Cohen’s Hallelujah

#13 Hallellujah Leonard Cohen

   David is the great King of ancient Israel, from about 1000 B. C. He was expert in both music and gymnastics, and his victories in war led to the flourish of civilization and luxury in the ancient Israeli kingships of David and Solomon. David set the site of the first temple at Jerusalem the, and brought the Ark, which had been kept in a tent in Gibeon. David wrote many of the Psalms. Ruth, the Song of Solomon and the Proverbs seem also to have been written near to the undivided monarchy. The songs of praise sung in our churches today, that is, the hymn tradition, has its roots in the Psalms of David and the music of the Jerusalem temple. Many of his Psalms are likely among the best lyrics of all time. It is in his time that seers come to be called prophets, and many lines of the Psalms appear again in the particulars of the crucifixion.

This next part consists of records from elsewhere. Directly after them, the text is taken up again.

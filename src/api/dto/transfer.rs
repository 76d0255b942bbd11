//! DTOs for the transfer endpoint.

use serde::{Deserialize, Serialize};

use crate::application::services::Transfer;

/// Transfer payload. Echoed back unchanged.
#[derive(Debug, Clone, Deserialize, Serialize)]
pub struct TransferRequest {
    pub to_account: i64,
    pub amount: i64,
}

impl From<TransferRequest> for Transfer {
    fn from(req: TransferRequest) -> Self {
        Self {
            to_account: req.to_account,
            amount: req.amount,
        }
    }
}

impl From<Transfer> for TransferRequest {
    fn from(transfer: Transfer) -> Self {
        Self {
            to_account: transfer.to_account,
            amount: transfer.amount,
        }
    }
}
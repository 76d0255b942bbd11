//! Bearer token issuance and validation.

use chrono::Utc;
use jsonwebtoken::{
    Algorithm, DecodingKey, EncodingKey, Header, Validation, decode, encode,
    errors::ErrorKind,
};
use serde::{Deserialize, Serialize};

use crate::domain::entities::Account;
use crate::error::AppError;

/// Default token lifetime in seconds.
pub const DEFAULT_TOKEN_TTL_SECONDS: u64 = 15_000;

/// Claims carried by every issued token.
#[derive(Debug, Clone, PartialEq, Eq, Serialize, Deserialize)]
pub struct TokenClaims {
    /// Number of the account the token is bound to.
    pub account_number: i64,
    /// Issued-at, seconds since the Unix epoch.
    pub iat: u64,
    /// Expiry, seconds since the Unix epoch.
    pub exp: u64,
}

/// Service for issuing and verifying signed bearer tokens.
///
/// Tokens are HS256 JWTs. Verification is stateless: only the signature and
/// the `exp` claim are checked, no session store is consulted. The signing
/// secret is supplied once at construction and never re-read.
pub struct TokenService {
    encoding_key: EncodingKey,
    decoding_key: DecodingKey,
    validation: Validation,
    ttl_seconds: u64,
    has_secret: bool,
    scoped_to_account: bool,
}

impl TokenService {
    /// Creates a token service.
    ///
    /// # Arguments
    ///
    /// - `secret` - HMAC key shared by issuance and validation
    /// - `ttl_seconds` - lifetime of issued tokens
    pub fn new(secret: &str, ttl_seconds: u64) -> Self {
        let mut validation = Validation::new(Algorithm::HS256);
        validation.algorithms = vec![Algorithm::HS256, Algorithm::HS384, Algorithm::HS512];
        validation.set_required_spec_claims(&["exp"]);
        validation.validate_exp = true;
        validation.leeway = 0;

        Self {
            encoding_key: EncodingKey::from_secret(secret.as_bytes()),
            decoding_key: DecodingKey::from_secret(secret.as_bytes()),
            validation,
            ttl_seconds,
            has_secret: !secret.is_empty(),
            scoped_to_account: false,
        }
    }

    /// Requires tokens to be bound to the account they access.
    ///
    /// See [`Self::authorize`].
    pub fn with_account_scope(mut self, scoped: bool) -> Self {
        self.scoped_to_account = scoped;
        self
    }

    /// Returns whether tokens are scoped to the account they access.
    pub fn is_scoped_to_account(&self) -> bool {
        self.scoped_to_account
    }

    /// Issues a token bound to the account's number.
    ///
    /// # Errors
    ///
    /// Returns [`AppError::Signing`] if no secret is configured or encoding fails.
    pub fn issue(&self, account: &Account) -> Result<String, AppError> {
        if !self.has_secret {
            return Err(AppError::signing("token signing secret is not configured"));
        }

        let now = Utc::now().timestamp().max(0) as u64;
        let claims = TokenClaims {
            account_number: account.number,
            iat: now,
            exp: now.saturating_add(self.ttl_seconds),
        };

        encode(&Header::new(Algorithm::HS256), &claims, &self.encoding_key)
            .map_err(|e| AppError::signing(format!("failed to sign token: {e}")))
    }

    /// Parses and verifies a token.
    ///
    /// Only HMAC-signed tokens are accepted. A token whose header names any
    /// other algorithm is rejected before its signature is looked at.
    ///
    /// # Errors
    ///
    /// Returns [`AppError::InvalidToken`] on malformed input, signature
    /// mismatch, unexpected algorithm, expiry, or a missing secret.
    pub fn validate(&self, token: &str) -> Result<TokenClaims, AppError> {
        if !self.has_secret {
            return Err(AppError::invalid_token("token signing secret is not configured"));
        }

        decode::<TokenClaims>(token, &self.decoding_key, &self.validation)
            .map(|data| data.claims)
            .map_err(|e| {
                let reason = match e.kind() {
                    ErrorKind::ExpiredSignature => "expired".to_string(),
                    ErrorKind::InvalidAlgorithm => "unexpected signing algorithm".to_string(),
                    ErrorKind::InvalidSignature => "signature mismatch".to_string(),
                    _ => format!("malformed token: {e}"),
                };
                AppError::invalid_token(reason)
            })
    }

    /// Checks that validated claims may access `account`.
    ///
    /// When account scoping is disabled every validated token is accepted for
    /// every account.
    ///
    /// # Errors
    ///
    /// Returns [`AppError::InvalidToken`] if scoping is enabled and the token
    /// is bound to a different account number.
    pub fn authorize(&self, claims: &TokenClaims, account: &Account) -> Result<(), AppError> {
        if self.scoped_to_account && claims.account_number != account.number {
            return Err(AppError::invalid_token(format!(
                "token bound to account number {} used for account {}",
                claims.account_number, account.id
            )));
        }

        Ok(())
    }
}
//! Injectable clock.
//!
//! Commands ask this module for "now" instead of calling `Utc::now()`
//! directly, so a `--at` timestamp (or a test) can pin every calculation to
//! one instant.

use anyhow::{Context, Result};
use chrono::{DateTime, NaiveDateTime, Utc};
use once_cell::sync::OnceCell;
use std::sync::Arc;

static TIME_SOURCE: OnceCell<Arc<dyn TimeSource>> = OnceCell::new();

/// Format accepted by [`parse_datetime`].
pub const DATETIME_FORMAT: &str = "%Y-%m-%d %H:%M:%S";

pub trait TimeSource: Send + Sync {
    fn now(&self) -> DateTime<Utc>;
}

/// The system clock.
pub struct RealTimeSource;

impl TimeSource for RealTimeSource {
    fn now(&self) -> DateTime<Utc> {
        Utc::now()
    }
}

/// A clock that always reads the same instant.
pub struct FixedTimeSource {
    instant: DateTime<Utc>,
}

impl FixedTimeSource {
    pub fn new(instant: DateTime<Utc>) -> Self {
        Self { instant }
    }
}

impl TimeSource for FixedTimeSource {
    fn now(&self) -> DateTime<Utc> {
        self.instant
    }
}

/// Install the global time source. Only the first call takes effect.
pub fn init_time_source(source: Arc<dyn TimeSource>) {
    TIME_SOURCE.set(source).ok();
}

/// Current time from the global source, the system clock by default.
pub fn now() -> DateTime<Utc> {
    TIME_SOURCE.get_or_init(|| Arc::new(RealTimeSource)).now()
}

/// Parse `YYYY-MM-DD HH:MM:SS` as a UTC instant.
pub fn parse_datetime(s: &str) -> Result<DateTime<Utc>> {
    let naive = NaiveDateTime::parse_from_str(s.trim(), DATETIME_FORMAT)
        .with_context(|| format!("Invalid datetime '{s}'. Use YYYY-MM-DD HH:MM:SS (UTC)"))?;
    Ok(naive.and_utc())
}

#[cfg(test)]
mod tests {
    use super::*;
    use chrono::TimeZone;

    #[test]
    fn test_parse_datetime() {
        let parsed = parse_datetime("2024-06-21 12:30:00").unwrap();
        assert_eq!(parsed, Utc.with_ymd_and_hms(2024, 6, 21, 12, 30, 0).unwrap());

        assert!(parse_datetime(" 2024-06-21 12:30:00 ").is_ok());
        assert!(parse_datetime("2024-06-21").is_err());
        assert!(parse_datetime("2024-13-01 00:00:00").is_err());
        assert!(parse_datetime("21/06/2024 12:30").is_err());
    }

    #[test]
    fn test_fixed_time_source() {
        let instant = Utc.with_ymd_and_hms(2024, 3, 20, 12, 7, 0).unwrap();
        let source = FixedTimeSource::new(instant);

        assert_eq!(source.now(), instant);
        assert_eq!(source.now(), instant);
    }
}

He is the source of the direction of the wisdom of the Proverbs and much of the New testament teaching, such as that the meek will inherit the earth and the teaching regarding repentance and forgiveness. He seems to have developed the harp or lyre (which leads us to wonder what would happen if one electrified the harp. The violin has only recently gone electric, with the result like light streaming from the instrument). David would play the lyre to make Saul well when the evil spirit from the Lord was on Saul (1 Samuel 18:10), and this might be the first recorded instance of what we call art therapy or music therapy.

   The song Hallelujah claims that there is a secret chord that David played and it pleased the Lord…

I ‘v heard there was a secret chord

That David played and it pleased the Lord

But you don’t really care for music, do ya?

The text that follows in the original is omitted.